“The net is finished as a global network” wrote John Naughton this weekend, in a major UK Sunday newspaper, which, ironically, is part of the British press which he rages have lost the plot in their reporting of the NSA/PRISM revelations as largely about the whereabouts and options for Edward Snowden. Naughton isn’t alone: “Did Obama just destroy the Internet” was typical of many comments in the immediate aftermath of Snowden’s early revelations. Evgeny Morozow makes the same point in a superbly argued and gloomy article, “Information Consumerism, The Price of Hypocrisy”. Naughton and Morozow both point to the new perspective we’ve gained on the once widely-mocked focus on ‘information sovereignity’ by Russian, China and Iran, and indeed the launch of an Iranian national email system. Naughton suggests this is only the beginning, and that the unitary Net, one of the 20th Century’s crowning achievements, will be split up along power-boundaries, a prospect which is far more serious than even the spectre of a ‘two tier’ net, in the struggle to maintain net neutrality.
Morozow’s position is interesting given his studied nonchalance at the outset of the NSA/PRISM affair when he tweeted, ‘Boring’ in response to ‘public calls for my statement’ – though I think in his joke2.0 opposite he reclaimed something of his cool! His article goes deep into what he calls, ‘information consumerism’, a mind-set now embedded deep into our culture that he likens to the disastrous impact of our naïve belief that carbon is a commodity whose purchase was simply to do with market pricing. In both cases, he argues, we have lost sight of ethics and morality in our decision making. In the case of Information Consumerism he argues that we are blindly, voluntarily, walking ourselves into a world where ‘information commodification’ means all the data from our favourite web tools or Internet connected smart gadgets will be on sale to the highest bidder.
Morozow is always worth reading and this particular, radical, position provides an interesting vantage point from which to reflect on what the continually unfolding events might mean for e-diplomacy.
1. The case of Eva Morales’ enforced stay in Austria: the understandable outrage in Latin America and beyond about this infringement of diplomatic immunities – ironically, displayed on the US based social media platforms at the centre of much of the controversy – demonstrated that, when push comes to shove and the interests of global powers are threatened, we return quickly to the Billiard Ball world, with Slaughters Lego world lying in pieces on NATO territory.
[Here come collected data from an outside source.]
//! Shared helpers for benchmark drivers.

use crate::{Grid, Pixel};

pub const BENCH_SIZES: [usize; 4] = [256, 512, 1024, 2048];
pub const BENCH_ANGLES: [i32; 4] = [90, 180, 270, 360];
pub const BENCH_SCALES: [(i32, i32); 3] = [(2, 2), (4, 2), (8, 8)];

/// Builds a gradient grid so that no two neighbouring blocks average to the same value.
pub fn create_test_grid(width: usize, height: usize) -> Grid {
    let mut grid = Grid::new(width, height);
    let span = (width + height).max(1);
    for row in 0..height {
        for col in 0..width {
            let r = (col * 255 / span) as u8;
            let g = (row * 255 / span) as u8;
            let b = ((col + row) * 255 / span) as u8;
            *grid.pixel_mut(row, col) = Pixel::new(r, g, b);
        }
    }
    grid
}

/// Builds a square patch whose border is `key` and whose interior is opaque.
pub fn create_framed_patch(size: usize, key: Pixel) -> Grid {
    let mut patch = Grid::filled(size, size, Pixel::WHITE);
    let last = size.saturating_sub(1);
    for row in 0..size {
        for col in 0..size {
            if row == 0 || col == 0 || row == last || col == last {
                *patch.pixel_mut(row, col) = key;
            }
        }
    }
    patch
}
2. Cloud services are revealed as insubstantial as, well, clouds. Naughton quotes Neelie Kroes, vice-president of the European Commission: “If businesses or governments think they might be spied on,” she said, “they will have less reason to trust the cloud and it will be cloud providers who ultimately miss out.” . This could also have a huge impact on those of us who rely on the cloud for cheap, convenient, relatively stable systems for storage and communication – willing dupes of the Internet marketeers, as Morozow would have it – but it will also bolster the position of those who have stubbornly argued for the importance of national and organisational firewalls as well as institutional repositories.
3. Just when you thought it was safe to go into cyberspace: “the term digital diplomacy is almost redundant — it’s just diplomacy, period”, said a confident Sec. of State Kerry in May of this year. While the onward march of politicians and diplomats onto Twitter continues, it is almost inconceivable that the use of social media by diplomats will continue as it has been. The willing collaboration of the major US providers of web services with the US national security agencies has left an unpleasant smell in the air. Facebook is already losing ground amongst the key – to social media – younger demographics but, at the moment there are few viable alternatives. Straws in the wind such as the success of simpler messaging systems like Whatsapp and, importantly, East Asian alternatives such as WeChat or Line hint at what might be around the corner.
4. There may also be a renewal of interest in the traditional role of Diplomats, with their language skills, contacts and thorough understanding of geographical and cultural nuance (as well as their legendary charm and imperturbability!) Far from being marginalised by increased bi-lateral contacts between national Ministries and civil society across a globalised Internet, in a fragmenting Internet, commercial or Government interests will once again recognise the value of specialists in national/regional relations. Except that those specialists will also have to become expert in what might be a cluster of important social media or chat applications, able to navigate national cyberlaws as well as cultural conventions, rather than following the crowds into a few US-owned mega platforms.
Change was always the only constant!